Счастливый оттого, что он соизволил ответить, я отвечаю:
— Вообще-то, если честно, то да.
Он кривится.
— Ну, конечно. Юный эмиссар Изнанки. Ты параноик, Сфинкс.
— Знаю.
Слепой кое-как разливает кофе, и мы кое-как его пьем. Зеленый абажур такой глубокий, что освещает только стол, все остальное остается в тени. Мотыльки со стуком бьются о лампу.
— Значит, Лес, находится где-то еще? Не здесь?
Он смотрит угрюмо.
— Это разновидность терапии или светская болтовня? А может, тебя совесть замучила? С каких это пор ты интересуешься Лесом?
— Не будь таким мстительным, Слепой, — прошу я. — Мне и так хреново.
Он пожимает плечами.
— Лес не здесь. Туда не попадешь вот так, запросто. Не найдешь дорогу. Он или приходит к тебе сам, или нет. Лес ни под кого не подлаживается.
Глаза Слепого все еще отсвечивают зеленым. Хотя сейчас эти отблески можно счесть отражением лампы. Я хочу спросить о сосновом запахе, но сдерживаюсь. Что-то непривычное прозвучало в голосе Слепого, когда он говорил о Лесе. Уважение? Нежность? Вот чего я сегодня еще не видел.
— А это место, значит, подлаживается? — уточняю я.
— Можно сказать и так.
— Можно ли считать реальным место, которое под кого-то подлаживается?
Слепой вздыхает.
— Что ты вообще считаешь реальным, Сфинкс? Дом?
— Да, — отвечаю, не подумав, и тут же понимаю, что попался. Причем по-дурацки. Реальность, в которой состайник оборачивается огненным ящером и сжигает тебе протезы до каркаса?
Слепой усмехается, но не пользуется возможностью ткнуть меня носом в очевидное. Вместо этого вдруг делается серьезен.
— А Русалка? — спрашивает он. — Ты спросил, чего бы хотелось ей?
Я настораживаюсь.
— Она сказала, что примет мой выбор.
— А вдруг она не может выбирать? Вдруг она вообще не из нашего мира?
— Что это значит, Слепой?
Он опять усмехается.
— Мало ли что… Но если она из другого мира, в Наружности ей места нет.
— Так не бывает, — отвечаю я, стараясь сохранять спокойствие. — Ты это выдумал прямо сейчас, на ходу.
— Ну, разумеется, — он утыкается в чашку. — Чего я только не придумаю, лишь бы тебя удержать.
Я понимаю, что по-человечески нам с ним уже не поговорить. Он так и будет меня запугивать.
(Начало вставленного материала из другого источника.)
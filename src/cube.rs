//! Cube state, the 18 quarter/half-turn moves, and the transition table that
//! applies them.
//!
//! A state is 48 face-ids, one per visible sticker, each packing
//! `(cubie_id << 2) | orientation` exactly as the reference program's
//! `facecodeints` does. Cubies 0..8 are corners (orientation 0..3, only 0..3
//! used — 2 bits reserved, 0..3 valid values), 8..20 are edges (orientation
//! 0 or 1). Applying a move is a single gather over a fixed 48-entry
//! permutation row — no branching, no allocation.

use std::fmt;
use std::str::FromStr;
use std::sync::OnceLock;

use enum_iterator::Sequence;

/// The solved position, reproduced verbatim from the reference program's
/// `facecodeints` (itself derived from `c0N`/`e0N` cubie ids packed as
/// `(cubie_id << 2) | orientation`).
pub const SOLVED: [u8; 48] = [
    2, 49, 17, 65, 22, 53, 5, 33, 6, 52, 21, 69, 26, 56, 9, 37, 10, 57, 25, 73, 30, 61, 13, 41,
    14, 60, 29, 77, 18, 48, 1, 45, 4, 36, 8, 40, 12, 44, 0, 32, 16, 76, 28, 72, 24, 68, 20, 64,
];

#[derive(Copy, Clone, Eq, PartialEq, Hash, Debug)]
pub struct RubikState(pub [u8; 48]);

impl RubikState {
    pub fn solved() -> Self {
        RubikState(SOLVED)
    }

    pub fn is_solved(&self) -> bool {
        self.0 == SOLVED
    }

    /// Returns the state obtained by turning `m`. No mutation: a fresh array
    /// is gathered from `self` through the transition row for `m`.
    pub fn apply(&self, m: Move) -> Self {
        let row = &transition_table()[m as usize];
        let mut out = [0u8; 48];
        for (dst, &src) in out.iter_mut().zip(row.iter()) {
            *dst = self.0[src];
        }
        RubikState(out)
    }

    pub fn apply_all(&self, moves: &[Move]) -> Self {
        let mut cur = *self;
        for &m in moves {
            cur = cur.apply(m);
        }
        cur
    }
}

/// The 18 quarter/half turns, grouped in threes per face in the order
/// D, U, R, L, F, B — D's three moves are indices 0..3, U's are 3..6, and so
/// on. This is also the numbering the PDB redundant-move table and the
/// transition table are built against.
#[derive(Copy, Clone, Eq, PartialEq, Hash, Debug, Sequence)]
#[repr(u8)]
pub enum Move {
    D = 0,
    Dp,
    D2,
    U,
    Up,
    U2,
    R,
    Rp,
    R2,
    L,
    Lp,
    L2,
    F,
    Fp,
    F2,
    B,
    Bp,
    B2,
}

impl Move {
    /// Which of the 6 faces (0=D, 1=U, 2=R, 3=L, 4=F, 5=B) this move turns.
    pub fn face(self) -> u8 {
        self as u8 / 3
    }

    /// The move that undoes this one: quarter turns swap with their
    /// opposite-direction sibling, half turns are self-inverse.
    pub fn reverse(self) -> Move {
        let base = (self as u8 / 3) * 3;
        let amount = self as u8 % 3;
        let inv_amount = match amount {
            0 => 1,
            1 => 0,
            2 => 2,
            _ => unreachable!(),
        };
        Move::try_from(base + inv_amount).unwrap()
    }
}

impl TryFrom<u8> for Move {
    type Error = ();

    fn try_from(v: u8) -> Result<Self, Self::Error> {
        enum_iterator::all::<Move>().nth(v as usize).ok_or(())
    }
}

const FACE_LETTERS: [char; 6] = ['D', 'U', 'R', 'L', 'F', 'B'];

impl fmt::Display for Move {
    fn fmt(&self, f: &mut fmt::Formatter<'_>) -> fmt::Result {
        let face = self.face() as usize;
        let amount = *self as u8 % 3;
        let suffix = match amount {
            0 => "",
            1 => "'",
            2 => "2",
            _ => unreachable!(),
        };
        write!(f, "{}{}", FACE_LETTERS[face], suffix)
    }
}

impl FromStr for Move {
    type Err = ();

    fn from_str(s: &str) -> Result<Self, Self::Err> {
        let mut chars = s.chars();
        let face_char = chars.next().ok_or(())?;
        let face = FACE_LETTERS.iter().position(|&c| c == face_char).ok_or(())? as u8;
        let amount = match chars.as_str() {
            "" => 0,
            "'" => 1,
            "2" => 2,
            _ => return Err(()),
        };
        Move::try_from(face * 3 + amount)
    }
}

/// Same-face-twice or known-commuting opposite-face-pair pruning (spec.md
/// §4.6): a move is redundant right after `last` if it turns the same face
/// again (any two same-face turns fold into one), or if it turns the "lower"
/// face of a commuting opposite pair (D/U, R/L, F/B) right after the
/// "higher" one already turned the other side (only one canonical order of
/// the pair is ever explored).
///
/// This is a strictly cleaner version of the source script's own
/// `ignore_moves` table, which left a handful of same-face continuations
/// unpruned (e.g. a half turn right after a quarter turn of the same face) —
/// see DESIGN.md.
pub fn is_move_redundant(last: Option<Move>, next: Move) -> bool {
    let Some(last) = last else { return false };
    let lf = last.face();
    let nf = next.face();
    if lf == nf {
        return true;
    }
    matches!((lf, nf), (1, 0) | (3, 2) | (5, 4))
}

fn transition_table() -> &'static [[usize; 48]; 18] {
    static TABLE: OnceLock<[[usize; 48]; 18]> = OnceLock::new();
    TABLE.get_or_init(build_transition_table)
}

/// Face code used by `MOVE2FACE`/`FACE2SIDESEQ` below: 0=B, 1=R, 2=F, 3=L,
/// 4=U, 5=D. This is the reference program's own internal face numbering for
/// the 8-sticker blocks of the 48-array; it is unrelated to `Move::face`'s
/// D/U/R/L/F/B = 0..6 numbering, it just happens to produce the same
/// grouping of move indices into threes.
const MOVE2FACE: [usize; 18] = [5, 5, 5, 4, 4, 4, 1, 1, 1, 3, 3, 3, 2, 2, 2, 0, 0, 0];

/// Cyclic shift (mod 8) applied to the turned face's own 8 stickers, mirrors
/// the source's `roll_move`.
const MOVE2SHIFT: [i32; 18] = [2, -2, 4, -2, 2, 4, 2, -2, 4, -2, 2, 4, 2, -2, 4, -2, 2, 4];

/// For each of the 6 faces (in the B,R,F,L,U,D code above), the 12 adjacent
/// "side sticker" array indices, as 4 groups of 3 read in rotational order.
/// Verbatim from `original_source/rubik_cube_debugpath_roll.py`'s
/// `face2sideseq`.
const FACE2SIDESEQ: [[usize; 12]; 6] = [
    [8, 9, 10, 46, 47, 40, 28, 29, 30, 38, 39, 32],
    [4, 5, 6, 32, 33, 34, 16, 17, 18, 44, 45, 46],
    [12, 13, 14, 34, 35, 36, 24, 25, 26, 42, 43, 44],
    [0, 1, 2, 40, 41, 42, 20, 21, 22, 36, 37, 38],
    [0, 7, 6, 8, 15, 14, 16, 23, 22, 24, 31, 30],
    [2, 3, 4, 10, 11, 12, 18, 19, 20, 26, 27, 28],
];

/// Builds `T[18][48]`: `T[m][i]` is the source index that sticker `i` is
/// pulled from after move `m`. Derived mechanically from the reference
/// program's two-step move application (roll the turned face's own 8
/// stickers, rotate the 4 groups of adjacent side stickers) rather than
/// transcribed by hand.
fn build_transition_table() -> [[usize; 48]; 18] {
    let mut table = [[0usize; 48]; 18];
    for (m, row) in table.iter_mut().enumerate() {
        for (i, slot) in row.iter_mut().enumerate() {
            *slot = i;
        }
        let doface = MOVE2FACE[m];
        let shift = MOVE2SHIFT[m];
        let strt = doface * 8;
        for i in 0..8 {
            let src = (i as i32 - shift).rem_euclid(8) as usize;
            row[strt + i] = strt + src;
        }
        let seq = FACE2SIDESEQ[doface];
        // cw quarter (m%3==0) cycles groups by 1, ccw (m%3==1) by -1 (== 3
        // mod 4), half (m%3==2) by 2.
        let k = match m % 3 {
            0 => 1,
            1 => 3,
            2 => 2,
            _ => unreachable!(),
        };
        for g in 0..4 {
            let src_g = (g + k) % 4;
            for j in 0..3 {
                row[seq[g * 3 + j]] = seq[src_g * 3 + j];
            }
        }
    }
    table
}

impl crate::idasearch::Solvable for RubikState {
    type Move = Move;

    fn is_solved(&self) -> bool {
        RubikState::is_solved(self)
    }

    fn available_moves(&self) -> impl IntoIterator<Item = Move> {
        enum_iterator::all::<Move>()
    }

    fn is_redundant(last_move: Move, next_move: Move) -> bool {
        is_move_redundant(Some(last_move), next_move)
    }

    fn apply(&self, m: Move) -> Self {
        RubikState::apply(self, m)
    }

    /// God's number: every reachable position solves in at most 20 moves.
    fn max_fuel() -> usize {
        20
    }
}

#[cfg(test)]
mod tests {
    use super::*;

    #[test]
    fn solved_is_solved() {
        assert!(RubikState::solved().is_solved());
    }

    #[test]
    fn every_move_then_its_reverse_is_identity() {
        for m in enum_iterator::all::<Move>() {
            let s = RubikState::solved().apply(m).apply(m.reverse());
            assert!(s.is_solved(), "{m} then {m}' did not cancel");
        }
    }

    #[test]
    fn half_turns_are_self_inverse() {
        for face in 0..6u8 {
            let half = Move::try_from(face * 3 + 2).unwrap();
            assert_eq!(half.reverse(), half);
        }
    }

    #[test]
    fn four_quarter_turns_of_same_face_is_identity() {
        for m in [Move::D, Move::U, Move::R, Move::L, Move::F, Move::B] {
            let mut s = RubikState::solved();
            for _ in 0..4 {
                s = s.apply(m);
            }
            assert!(s.is_solved());
        }
    }

    #[test]
    fn transition_rows_are_permutations() {
        let table = transition_table();
        for row in table.iter() {
            let mut seen = [false; 48];
            for &src in row.iter() {
                assert!(!seen[src], "duplicate source index in row");
                seen[src] = true;
            }
        }
    }

    #[test]
    fn move_notation_round_trips() {
        for m in enum_iterator::all::<Move>() {
            let text = m.to_string();
            assert_eq!(text.parse::<Move>().unwrap(), m);
        }
    }

    #[test]
    fn every_move_changes_the_state() {
        for m in enum_iterator::all::<Move>() {
            assert!(!RubikState::solved().apply(m).is_solved());
        }
    }

    #[test]
    fn redundant_move_table_blocks_same_face() {
        assert!(is_move_redundant(Some(Move::D), Move::D2));
        assert!(is_move_redundant(Some(Move::D), Move::Dp));
        assert!(!is_move_redundant(Some(Move::D), Move::U));
    }

    #[test]
    fn redundant_move_table_blocks_canonical_opposite_order() {
        assert!(is_move_redundant(Some(Move::U), Move::D));
        assert!(!is_move_redundant(Some(Move::D), Move::U));
        assert!(is_move_redundant(Some(Move::L), Move::R));
        assert!(!is_move_redundant(Some(Move::R), Move::L));
        assert!(is_move_redundant(Some(Move::B), Move::F));
        assert!(!is_move_redundant(Some(Move::F), Move::B));
    }

    #[test]
    fn no_last_move_allows_everything() {
        for m in enum_iterator::all::<Move>() {
            assert!(!is_move_redundant(None, m));
        }
    }

    #[test]
    fn scramble_then_reversed_inverted_sequence_returns_to_solved() {
        let moves = [Move::U, Move::R2, Move::Fp, Move::D, Move::L, Move::B2, Move::Rp];
        let scrambled = RubikState::solved().apply_all(&moves);
        let undo: Vec<Move> = moves.iter().rev().map(|m| m.reverse()).collect();
        assert!(scrambled.apply_all(&undo).is_solved());
    }

    #[test]
    fn orientation_parity_is_preserved_under_any_scramble() {
        use crate::pdbkey::{CORNER_FACES, EDGE_FACES};

        let moves = [Move::U, Move::R, Move::F2, Move::Lp, Move::D2, Move::B];
        let s = RubikState::solved().apply_all(&moves);

        let corner_sum: u32 = CORNER_FACES.iter().map(|&slot| (s.0[slot] & 3) as u32).sum();
        let edge_sum: u32 = EDGE_FACES.iter().map(|&slot| (s.0[slot] & 1) as u32).sum();
        assert_eq!(corner_sum % 3, 0);
        assert_eq!(edge_sum % 2, 0);
    }
}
Допустим, я параноик, но зачем на этом так безжалостно играть?
— Прекрати, Слепой, — говорю я. — Уважай мой выбор, как я уважаю твой.
— Конечно, — он устало прикрывает глаза. — Как скажешь.
Но мне теперь уже не избавиться от ускользающего образа Русалки, которая грустно машет мне из-под толщи воды, исчезая в неведомом мире. Черт бы побрал Слепого… Есть на свете хоть что-то, что для него недопустимо?
Чуть погодя он встает и выключает свет. Мы оказываемся в кромешной темноте. Но ненадолго. Крупные звезды проступают на черном бархате ночи. Если приглядеться, они разноцветные. Я отодвигаюсь от стола и закидываю ноги на перила. Слепой облокачивается о них. Мы сидим молча и смотрим на звезды.